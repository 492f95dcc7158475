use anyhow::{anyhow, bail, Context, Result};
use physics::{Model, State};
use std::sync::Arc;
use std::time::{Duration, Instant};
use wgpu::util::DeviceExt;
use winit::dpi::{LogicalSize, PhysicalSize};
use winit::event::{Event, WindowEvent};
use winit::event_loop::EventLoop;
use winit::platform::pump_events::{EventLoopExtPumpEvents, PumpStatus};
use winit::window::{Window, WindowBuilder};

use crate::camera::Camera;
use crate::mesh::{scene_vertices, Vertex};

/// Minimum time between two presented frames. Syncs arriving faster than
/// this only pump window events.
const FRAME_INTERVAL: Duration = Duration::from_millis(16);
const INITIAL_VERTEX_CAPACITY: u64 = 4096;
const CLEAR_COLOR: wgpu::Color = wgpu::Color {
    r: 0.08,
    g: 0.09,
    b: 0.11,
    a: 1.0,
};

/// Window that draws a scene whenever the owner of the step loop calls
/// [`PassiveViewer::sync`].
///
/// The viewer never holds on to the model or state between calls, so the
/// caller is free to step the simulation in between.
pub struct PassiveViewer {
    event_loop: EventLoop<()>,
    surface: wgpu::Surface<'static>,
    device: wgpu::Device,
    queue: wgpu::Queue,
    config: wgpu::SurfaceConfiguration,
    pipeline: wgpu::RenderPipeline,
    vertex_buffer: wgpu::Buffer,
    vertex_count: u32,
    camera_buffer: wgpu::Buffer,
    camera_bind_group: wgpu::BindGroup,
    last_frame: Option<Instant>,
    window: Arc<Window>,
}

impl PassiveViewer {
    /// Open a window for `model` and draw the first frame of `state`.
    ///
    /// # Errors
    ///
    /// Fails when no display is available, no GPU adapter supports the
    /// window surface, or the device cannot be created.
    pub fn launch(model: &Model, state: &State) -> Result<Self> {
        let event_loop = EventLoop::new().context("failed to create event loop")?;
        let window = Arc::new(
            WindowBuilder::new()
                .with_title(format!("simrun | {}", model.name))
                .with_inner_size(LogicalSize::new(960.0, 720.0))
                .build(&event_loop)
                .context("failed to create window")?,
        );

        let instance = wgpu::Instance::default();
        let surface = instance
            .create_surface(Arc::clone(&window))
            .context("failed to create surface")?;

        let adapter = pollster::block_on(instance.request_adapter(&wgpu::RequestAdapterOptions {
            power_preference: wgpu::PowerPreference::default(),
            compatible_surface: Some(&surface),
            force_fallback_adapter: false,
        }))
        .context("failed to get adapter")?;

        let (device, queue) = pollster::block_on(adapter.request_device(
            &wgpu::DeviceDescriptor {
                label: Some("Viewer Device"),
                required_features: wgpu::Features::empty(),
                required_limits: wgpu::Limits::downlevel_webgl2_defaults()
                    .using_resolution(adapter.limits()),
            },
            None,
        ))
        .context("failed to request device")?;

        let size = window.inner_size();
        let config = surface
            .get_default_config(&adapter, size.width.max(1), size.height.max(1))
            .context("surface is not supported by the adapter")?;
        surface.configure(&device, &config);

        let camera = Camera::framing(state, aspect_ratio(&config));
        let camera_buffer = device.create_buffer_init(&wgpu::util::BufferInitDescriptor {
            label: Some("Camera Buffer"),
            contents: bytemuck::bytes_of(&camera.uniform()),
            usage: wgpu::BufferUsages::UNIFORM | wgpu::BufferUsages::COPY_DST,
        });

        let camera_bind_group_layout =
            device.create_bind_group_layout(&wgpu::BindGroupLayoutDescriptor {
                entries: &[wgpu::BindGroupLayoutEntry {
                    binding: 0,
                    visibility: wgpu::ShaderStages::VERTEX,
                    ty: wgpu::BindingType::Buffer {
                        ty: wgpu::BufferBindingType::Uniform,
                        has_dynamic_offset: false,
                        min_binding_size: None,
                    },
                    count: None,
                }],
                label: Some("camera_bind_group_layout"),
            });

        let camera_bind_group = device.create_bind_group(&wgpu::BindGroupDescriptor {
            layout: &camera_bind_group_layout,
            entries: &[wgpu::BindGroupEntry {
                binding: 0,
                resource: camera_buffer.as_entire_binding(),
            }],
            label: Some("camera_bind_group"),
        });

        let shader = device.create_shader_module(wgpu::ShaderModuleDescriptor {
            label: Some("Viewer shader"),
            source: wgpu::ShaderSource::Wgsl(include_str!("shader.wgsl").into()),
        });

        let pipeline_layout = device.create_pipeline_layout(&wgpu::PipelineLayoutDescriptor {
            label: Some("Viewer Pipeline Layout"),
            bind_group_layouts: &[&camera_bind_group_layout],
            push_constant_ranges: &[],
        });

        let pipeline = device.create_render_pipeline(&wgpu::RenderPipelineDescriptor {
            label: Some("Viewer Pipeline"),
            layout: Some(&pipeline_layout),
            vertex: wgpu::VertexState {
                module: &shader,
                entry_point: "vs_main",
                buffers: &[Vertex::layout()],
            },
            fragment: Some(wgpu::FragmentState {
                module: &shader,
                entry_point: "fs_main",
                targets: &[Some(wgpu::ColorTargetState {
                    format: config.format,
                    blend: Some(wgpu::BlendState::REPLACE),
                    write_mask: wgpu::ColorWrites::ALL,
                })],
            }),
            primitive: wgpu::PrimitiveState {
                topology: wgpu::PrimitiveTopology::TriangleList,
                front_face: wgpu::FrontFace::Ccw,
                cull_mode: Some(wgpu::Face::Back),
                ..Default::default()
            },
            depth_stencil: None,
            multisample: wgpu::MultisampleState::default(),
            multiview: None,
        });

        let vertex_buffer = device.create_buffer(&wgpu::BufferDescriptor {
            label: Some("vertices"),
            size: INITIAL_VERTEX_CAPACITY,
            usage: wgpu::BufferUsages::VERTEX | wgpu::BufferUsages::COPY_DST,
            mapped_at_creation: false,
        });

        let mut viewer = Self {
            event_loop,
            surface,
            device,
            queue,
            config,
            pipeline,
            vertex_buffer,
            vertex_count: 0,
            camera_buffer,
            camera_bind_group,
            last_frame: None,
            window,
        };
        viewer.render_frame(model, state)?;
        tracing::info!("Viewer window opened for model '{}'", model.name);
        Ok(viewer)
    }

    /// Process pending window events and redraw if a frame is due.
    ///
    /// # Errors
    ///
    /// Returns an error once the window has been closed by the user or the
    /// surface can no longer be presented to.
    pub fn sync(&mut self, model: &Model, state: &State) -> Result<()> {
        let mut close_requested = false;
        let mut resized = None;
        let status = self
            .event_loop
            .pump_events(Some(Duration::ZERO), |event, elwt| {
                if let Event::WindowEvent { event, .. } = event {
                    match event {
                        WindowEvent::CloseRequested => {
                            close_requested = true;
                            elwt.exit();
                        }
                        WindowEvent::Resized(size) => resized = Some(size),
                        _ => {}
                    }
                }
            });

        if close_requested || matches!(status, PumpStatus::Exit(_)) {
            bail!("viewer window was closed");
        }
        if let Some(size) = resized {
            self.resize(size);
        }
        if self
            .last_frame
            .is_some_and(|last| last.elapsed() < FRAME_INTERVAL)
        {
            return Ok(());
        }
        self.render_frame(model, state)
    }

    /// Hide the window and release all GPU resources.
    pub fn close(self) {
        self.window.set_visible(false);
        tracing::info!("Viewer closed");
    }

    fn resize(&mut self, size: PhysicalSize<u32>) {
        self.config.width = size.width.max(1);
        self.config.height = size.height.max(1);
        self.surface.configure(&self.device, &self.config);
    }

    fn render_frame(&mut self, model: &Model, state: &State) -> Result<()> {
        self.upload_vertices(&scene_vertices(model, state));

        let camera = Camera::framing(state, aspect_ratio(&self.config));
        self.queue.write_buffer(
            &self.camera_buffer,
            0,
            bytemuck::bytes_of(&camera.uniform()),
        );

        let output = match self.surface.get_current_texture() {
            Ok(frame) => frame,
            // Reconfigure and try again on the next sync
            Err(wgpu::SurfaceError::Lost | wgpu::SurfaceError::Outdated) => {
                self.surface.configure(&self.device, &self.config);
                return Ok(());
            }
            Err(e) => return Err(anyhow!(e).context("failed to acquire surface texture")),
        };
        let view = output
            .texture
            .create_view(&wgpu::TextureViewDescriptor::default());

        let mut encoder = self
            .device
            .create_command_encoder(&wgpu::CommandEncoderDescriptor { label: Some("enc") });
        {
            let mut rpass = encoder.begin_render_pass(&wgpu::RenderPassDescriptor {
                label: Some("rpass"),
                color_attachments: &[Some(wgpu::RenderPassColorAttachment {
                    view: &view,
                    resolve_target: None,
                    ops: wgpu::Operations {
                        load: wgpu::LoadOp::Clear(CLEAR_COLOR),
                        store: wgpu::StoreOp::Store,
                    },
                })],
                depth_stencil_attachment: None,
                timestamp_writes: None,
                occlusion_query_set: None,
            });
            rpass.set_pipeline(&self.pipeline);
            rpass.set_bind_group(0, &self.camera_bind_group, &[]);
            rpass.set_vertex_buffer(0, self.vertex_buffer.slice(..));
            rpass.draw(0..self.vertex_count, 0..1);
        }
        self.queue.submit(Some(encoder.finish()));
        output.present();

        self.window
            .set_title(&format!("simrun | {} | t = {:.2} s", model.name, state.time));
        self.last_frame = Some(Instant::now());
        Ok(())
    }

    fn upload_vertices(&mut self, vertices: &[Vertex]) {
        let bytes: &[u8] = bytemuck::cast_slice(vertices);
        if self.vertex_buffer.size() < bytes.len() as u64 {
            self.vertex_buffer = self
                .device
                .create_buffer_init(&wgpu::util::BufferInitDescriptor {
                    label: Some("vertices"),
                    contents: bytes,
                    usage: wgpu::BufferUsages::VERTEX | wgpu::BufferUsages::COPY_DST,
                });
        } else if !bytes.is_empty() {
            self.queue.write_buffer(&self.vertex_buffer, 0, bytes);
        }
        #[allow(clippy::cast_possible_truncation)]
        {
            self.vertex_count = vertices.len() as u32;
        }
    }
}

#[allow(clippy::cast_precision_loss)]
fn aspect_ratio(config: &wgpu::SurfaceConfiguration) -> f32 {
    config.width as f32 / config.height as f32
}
* * *
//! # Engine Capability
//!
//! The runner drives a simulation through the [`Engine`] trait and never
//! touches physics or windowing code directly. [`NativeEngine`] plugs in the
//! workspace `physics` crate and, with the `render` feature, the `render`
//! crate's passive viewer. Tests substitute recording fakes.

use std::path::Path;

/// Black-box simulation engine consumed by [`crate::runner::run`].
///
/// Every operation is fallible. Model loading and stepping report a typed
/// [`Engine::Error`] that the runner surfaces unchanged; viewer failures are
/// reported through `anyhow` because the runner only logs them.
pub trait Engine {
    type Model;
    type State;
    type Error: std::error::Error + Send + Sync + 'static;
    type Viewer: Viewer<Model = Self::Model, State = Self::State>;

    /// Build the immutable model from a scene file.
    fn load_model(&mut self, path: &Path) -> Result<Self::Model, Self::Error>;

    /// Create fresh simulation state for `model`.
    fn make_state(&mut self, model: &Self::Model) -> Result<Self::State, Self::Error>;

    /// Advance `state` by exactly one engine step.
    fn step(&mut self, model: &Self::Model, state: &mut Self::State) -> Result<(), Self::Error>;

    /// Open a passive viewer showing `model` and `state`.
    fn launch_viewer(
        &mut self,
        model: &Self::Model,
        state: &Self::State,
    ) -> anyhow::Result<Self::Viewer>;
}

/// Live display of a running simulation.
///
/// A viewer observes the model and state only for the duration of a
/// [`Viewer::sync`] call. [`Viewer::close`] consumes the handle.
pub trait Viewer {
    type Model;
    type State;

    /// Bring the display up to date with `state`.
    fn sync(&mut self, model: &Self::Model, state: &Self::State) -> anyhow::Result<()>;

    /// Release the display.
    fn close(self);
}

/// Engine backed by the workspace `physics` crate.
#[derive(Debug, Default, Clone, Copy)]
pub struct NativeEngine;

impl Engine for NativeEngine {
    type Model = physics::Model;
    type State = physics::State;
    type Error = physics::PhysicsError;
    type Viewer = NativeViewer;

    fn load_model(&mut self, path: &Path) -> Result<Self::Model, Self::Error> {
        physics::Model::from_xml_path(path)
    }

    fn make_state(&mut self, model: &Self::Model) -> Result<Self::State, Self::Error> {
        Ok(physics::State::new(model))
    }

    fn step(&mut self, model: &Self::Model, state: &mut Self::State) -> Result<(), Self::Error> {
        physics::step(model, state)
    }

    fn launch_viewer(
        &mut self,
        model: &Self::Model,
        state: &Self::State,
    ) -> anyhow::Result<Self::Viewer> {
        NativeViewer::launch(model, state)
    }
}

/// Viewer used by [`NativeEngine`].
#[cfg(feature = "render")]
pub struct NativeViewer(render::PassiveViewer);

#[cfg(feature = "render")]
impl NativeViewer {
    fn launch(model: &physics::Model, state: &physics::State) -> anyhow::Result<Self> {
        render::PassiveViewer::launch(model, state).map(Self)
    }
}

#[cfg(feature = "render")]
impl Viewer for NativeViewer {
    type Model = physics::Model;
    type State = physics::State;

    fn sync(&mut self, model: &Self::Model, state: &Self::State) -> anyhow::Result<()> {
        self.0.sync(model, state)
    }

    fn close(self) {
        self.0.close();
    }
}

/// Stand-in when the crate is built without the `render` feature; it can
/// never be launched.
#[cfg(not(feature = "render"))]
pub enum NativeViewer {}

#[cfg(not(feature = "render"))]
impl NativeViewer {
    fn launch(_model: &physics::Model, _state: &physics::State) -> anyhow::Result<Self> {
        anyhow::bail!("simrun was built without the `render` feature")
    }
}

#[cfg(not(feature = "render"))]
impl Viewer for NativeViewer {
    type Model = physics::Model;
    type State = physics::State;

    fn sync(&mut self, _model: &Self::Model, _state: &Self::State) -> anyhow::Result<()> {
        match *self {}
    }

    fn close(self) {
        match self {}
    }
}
* * *
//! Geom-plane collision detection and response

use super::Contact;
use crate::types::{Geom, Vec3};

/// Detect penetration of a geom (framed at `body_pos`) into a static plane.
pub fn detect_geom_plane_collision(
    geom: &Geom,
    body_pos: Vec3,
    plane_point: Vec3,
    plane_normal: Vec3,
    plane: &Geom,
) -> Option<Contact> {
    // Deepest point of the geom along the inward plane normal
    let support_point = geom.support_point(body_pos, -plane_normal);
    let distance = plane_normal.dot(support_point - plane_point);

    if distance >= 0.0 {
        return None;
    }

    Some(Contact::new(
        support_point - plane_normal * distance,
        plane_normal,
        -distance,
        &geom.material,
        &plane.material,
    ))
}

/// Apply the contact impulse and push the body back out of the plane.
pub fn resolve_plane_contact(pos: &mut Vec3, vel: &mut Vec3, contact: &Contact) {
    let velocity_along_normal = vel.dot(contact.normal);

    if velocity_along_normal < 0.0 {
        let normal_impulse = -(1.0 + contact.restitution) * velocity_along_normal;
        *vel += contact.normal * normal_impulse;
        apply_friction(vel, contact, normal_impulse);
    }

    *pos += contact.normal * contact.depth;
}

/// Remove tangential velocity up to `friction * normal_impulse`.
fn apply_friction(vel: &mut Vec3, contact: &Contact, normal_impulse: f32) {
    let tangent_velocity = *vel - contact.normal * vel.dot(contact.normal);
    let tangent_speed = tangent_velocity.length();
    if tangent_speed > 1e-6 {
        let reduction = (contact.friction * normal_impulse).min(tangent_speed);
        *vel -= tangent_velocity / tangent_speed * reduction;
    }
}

● **PROBLEM STATEMENT**: Search the data for the string "simrun" and copy each line where it appears.

● **ANSWER BOX**:
                .with_title(format!("simrun | {}", model.name))
            .set_title(&format!("simrun | {} | t = {:.2} s", model.name, state.time));
        anyhow::bail!("simrun was built without the `render` feature")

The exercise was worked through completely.